* TASK TO COMPLETE: Say how many of the lines below include the word "expect". Only the number should be given.

Saved data entries
_ _ _ _ _

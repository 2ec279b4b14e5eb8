//! Application constants for DEM Fetcher
//!
//! This module centralizes all constants used throughout the application,
//! organized by functional domain.

use std::time::Duration;

/// Environment variable names for object-store credentials
pub mod env {
    /// Environment variable name for the access key
    pub const ACCESS_KEY: &str = "DEM_FETCHER_ACCESS_KEY";

    /// Environment variable name for the secret key
    pub const SECRET_KEY: &str = "DEM_FETCHER_SECRET_KEY";
}

/// Object-store connection defaults
pub mod store {
    /// Default S3-compatible endpoint for the public Copernicus DEM mirror
    pub const DEFAULT_ENDPOINT: &str = "https://prism-dem-open.copernicus.eu";

    /// Default bucket holding the DEM datasets
    pub const DEFAULT_BUCKET: &str = "copernicus-dem";

    /// Region string used when the endpoint does not care about regions
    pub const DEFAULT_REGION: &str = "eu-central-1";
}

/// Concurrency and retry limits
pub mod limits {
    /// Minimum number of concurrent transfers
    pub const MIN_PARALLEL: usize = 1;

    /// Maximum number of concurrent transfers
    pub const MAX_PARALLEL: usize = 32;

    /// Default number of concurrent transfers
    pub const DEFAULT_PARALLEL: usize = 4;

    /// Maximum retry attempts per file
    pub const MAX_RETRIES: u32 = 10;

    /// Default retry attempts per file
    pub const DEFAULT_RETRIES: u32 = 3;
}

/// Tile geometry constants
pub mod tiles {
    /// Width of one elevation tile in degrees of longitude
    pub const TILE_WIDTH_DEGREES: f64 = 1.0;

    /// Height of one elevation tile in degrees of latitude
    pub const TILE_HEIGHT_DEGREES: f64 = 1.0;

    /// Equatorial length of one degree in kilometers
    pub const KM_PER_DEGREE: f64 = 111.32;
}

/// File operation constants
pub mod files {
    /// Temporary file suffix for atomic download operations
    pub const TEMP_FILE_SUFFIX: &str = ".tmp";

    /// Default name of the resume ledger inside the output directory
    pub const DEFAULT_STATE_FILE: &str = "download-state.json";
}

/// Progress reporting intervals
pub mod progress {
    use super::Duration;

    /// How often the coordinator emits a progress snapshot while downloading
    pub const TICK_INTERVAL: Duration = Duration::from_secs(1);

    /// Emit a listing progress signal every this many pages
    pub const LISTING_SIGNAL_PAGES: u64 = 10;
}

// Re-export commonly used constants for convenience
pub use files::{DEFAULT_STATE_FILE, TEMP_FILE_SUFFIX};
pub use limits::{DEFAULT_PARALLEL, DEFAULT_RETRIES, MAX_PARALLEL, MAX_RETRIES};
pub use store::{DEFAULT_BUCKET, DEFAULT_ENDPOINT, DEFAULT_REGION};
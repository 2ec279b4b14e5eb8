//! Terminal progress display for download runs
//!
//! A single indicatif bar fed by the coordinator's periodic
//! `DownloadProgress` snapshots. The bar tracks bytes; file counts ride along
//! in the message segment.

use std::sync::Arc;

use indicatif::{ProgressBar, ProgressStyle};

use crate::app::coordinator::{DownloadProgress, ProgressObserver};

/// Progress bar wrapper that renders coordinator snapshots
pub struct DownloadProgressBar {
    bar: ProgressBar,
}

impl DownloadProgressBar {
    /// Create a bar; totals are taken from the first snapshot
    pub fn new() -> Self {
        let bar = ProgressBar::new(0);
        bar.set_style(
            ProgressStyle::with_template(
                "{bar:40.cyan/blue} {bytes}/{total_bytes} ({bytes_per_sec}) {msg}",
            )
            .unwrap_or_else(|_| ProgressStyle::default_bar()),
        );
        Self { bar }
    }

    /// Observer handing snapshots to this bar
    pub fn observer(&self) -> ProgressObserver {
        let bar = self.bar.clone();
        Arc::new(move |progress: DownloadProgress| {
            bar.set_length(progress.total_bytes);
            bar.set_position(progress.downloaded_bytes);
            bar.set_message(format!(
                "{}/{} files, {} skipped, {} failed",
                progress.completed_files,
                progress.total_files,
                progress.skipped_files,
                progress.failed_files
            ));
        })
    }

    /// Clear the bar from the terminal
    pub fn finish(&self) {
        self.bar.finish_and_clear();
    }
}

impl Default for DownloadProgressBar {
    fn default() -> Self {
        Self::new()
    }
}

/// Spinner shown while the listing phase scans the key space
pub struct ListingSpinner {
    bar: ProgressBar,
}

impl ListingSpinner {
    /// Create and start the spinner
    pub fn new() -> Self {
        let bar = ProgressBar::new_spinner();
        bar.set_style(
            ProgressStyle::with_template("{spinner:.green} {msg}")
                .unwrap_or_else(|_| ProgressStyle::default_spinner()),
        );
        bar.set_message("Listing objects...");
        bar.enable_steady_tick(std::time::Duration::from_millis(120));
        Self { bar }
    }

    /// Observer receiving (pages, scanned) updates from the listing phase
    pub fn observer(&self) -> crate::app::listing::ListingObserver {
        let bar = self.bar.clone();
        Arc::new(move |pages: u64, scanned: u64| {
            bar.set_message(format!("Listing objects... {scanned} keys ({pages} pages)"));
        })
    }

    /// Clear the spinner from the terminal
    pub fn finish(&self) {
        self.bar.finish_and_clear();
    }
}

impl Default for ListingSpinner {
    fn default() -> Self {
        Self::new()
    }
}
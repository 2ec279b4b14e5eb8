//! Signal handling for graceful shutdown
//!
//! Bridges CTRL-C and SIGTERM into the run-level cancellation channel so an
//! interrupted run can persist its resume ledger and report a distinguished
//! cancelled outcome.

use tokio::signal;
use tokio::sync::broadcast;
use tokio::task::JoinHandle;
use tracing::info;

/// Create the shutdown broadcast channel for one run
pub fn create_shutdown_channel() -> (broadcast::Sender<()>, broadcast::Receiver<()>) {
    broadcast::channel(1)
}

/// Spawn a background task that broadcasts shutdown on CTRL-C or SIGTERM
pub fn spawn_signal_handler(shutdown_tx: broadcast::Sender<()>) -> JoinHandle<()> {
    tokio::spawn(async move {
        let ctrl_c = async {
            signal::ctrl_c()
                .await
                .expect("Failed to install Ctrl+C handler");
        };

        #[cfg(unix)]
        let terminate = async {
            signal::unix::signal(signal::unix::SignalKind::terminate())
                .expect("Failed to install signal handler")
                .recv()
                .await;
        };

        #[cfg(not(unix))]
        let terminate = std::future::pending::<()>();

        tokio::select! {
            _ = ctrl_c => {
                info!("Received Ctrl+C, cancelling run");
            },
            _ = terminate => {
                info!("Received terminate signal, cancelling run");
            },
        }

        let _ = shutdown_tx.send(());
    })
}
//! Object listing strategies
//!
//! Two mutually exclusive scan algorithms, chosen by the presence of a
//! bounding box. Both paginate the full key space under the dataset prefix;
//! the bbox-optimized scan only reduces CPU filtering cost by running the
//! cheap suffix check before the coordinate parse. There is no server-side
//! geographic filtering to lean on, so network listing volume is identical
//! either way.

use std::sync::Arc;

use tracing::{debug, info};

use crate::app::bbox::BoundingBox;
use crate::app::models::{MaskSelection, RemoteObject};
use crate::app::store::ObjectStore;
use crate::app::tiles;
use crate::constants::progress::LISTING_SIGNAL_PAGES;
use crate::errors::StoreResult;

/// Why a listing produced no candidates, when it did
#[derive(Debug, Clone, Copy, PartialEq, Eq)]
pub enum ListingStatus {
    /// At least one object matched all filters
    Matched,
    /// Nothing exists under the prefix at all; likely a bad prefix
    NoObjects,
    /// Objects exist but none matched the mask selection
    NoMaskMatches,
    /// Objects matched the mask selection but all fell outside the bbox
    NoBboxMatches,
}

impl ListingStatus {
    /// Human-readable explanation for the CLI summary
    pub fn describe(&self) -> &'static str {
        match self {
            ListingStatus::Matched => "objects matched the requested filters",
            ListingStatus::NoObjects => {
                "no objects found under the prefix; check the dataset name and version"
            }
            ListingStatus::NoMaskMatches => {
                "objects exist but none matched the mask selection; try other mask types"
            }
            ListingStatus::NoBboxMatches => {
                "objects matched the mask selection but none fell inside the bounding box"
            }
        }
    }
}

/// Result of one listing run
#[derive(Debug, Clone)]
pub struct ListingOutcome {
    /// Candidate objects in listing order
    pub objects: Vec<RemoteObject>,
    /// Total objects enumerated, before filtering
    pub scanned: u64,
    /// Why the candidate set is (or is not) empty
    pub status: ListingStatus,
}

impl ListingOutcome {
    /// Sum of candidate object sizes in bytes
    pub fn total_bytes(&self) -> u64 {
        self.objects.iter().map(|o| o.size).sum()
    }
}

/// Observer invoked every few pages while a listing is in flight
///
/// Receives the page count and the number of keys scanned so far. Purely for
/// UX; correctness does not depend on it.
pub type ListingObserver = Arc<dyn Fn(u64, u64) + Send + Sync>;

/// Filter configuration for one listing run
pub struct ListingStrategy<'a> {
    masks: &'a MaskSelection,
    bbox: Option<&'a BoundingBox>,
    observer: Option<ListingObserver>,
}

impl<'a> ListingStrategy<'a> {
    /// Create a strategy for the given filters
    ///
    /// A present bounding box selects the bbox-optimized scan; otherwise the
    /// full scan filters by mask suffix alone.
    pub fn new(masks: &'a MaskSelection, bbox: Option<&'a BoundingBox>) -> Self {
        Self {
            masks,
            bbox,
            observer: None,
        }
    }

    /// Attach a page-progress observer
    pub fn with_observer(mut self, observer: ListingObserver) -> Self {
        self.observer = Some(observer);
        self
    }

    /// Enumerate all objects under `prefix` and apply the configured filters
    pub async fn list(
        &self,
        store: &dyn ObjectStore,
        prefix: &str,
    ) -> StoreResult<ListingOutcome> {
        let mut objects = Vec::new();
        let mut scanned: u64 = 0;
        let mut mask_matched: u64 = 0;
        let mut pages: u64 = 0;
        let mut token = None;

        loop {
            let page = store.list_page(prefix, None, token).await?;
            pages += 1;
            scanned += page.objects.len() as u64;

            for object in page.objects {
                // Suffix check first; it is cheap and eliminates most
                // auxiliary files before any coordinate parsing happens.
                if !tiles::matches_mask_filter(&object.key, self.masks) {
                    continue;
                }
                mask_matched += 1;

                if let Some(bbox) = self.bbox {
                    if !tiles::is_in_bounding_box(&object.key, bbox) {
                        continue;
                    }
                }

                objects.push(object);
            }

            if pages % LISTING_SIGNAL_PAGES == 0 {
                debug!("Listing progress: {} pages, {} keys scanned", pages, scanned);
                if let Some(observer) = &self.observer {
                    observer(pages, scanned);
                }
            }

            match page.next_token {
                Some(t) => token = Some(t),
                None => break,
            }
        }

        let status = if !objects.is_empty() {
            ListingStatus::Matched
        } else if scanned == 0 {
            ListingStatus::NoObjects
        } else if mask_matched == 0 {
            ListingStatus::NoMaskMatches
        } else {
            ListingStatus::NoBboxMatches
        };

        info!(
            "Listing complete: {} scanned, {} matched over {} pages",
            scanned,
            objects.len(),
            pages
        );

        Ok(ListingOutcome {
            objects,
            scanned,
            status,
        })
    }
}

_ _ _ _ _

* SOLUTION FOR THIS PROBLEM: 2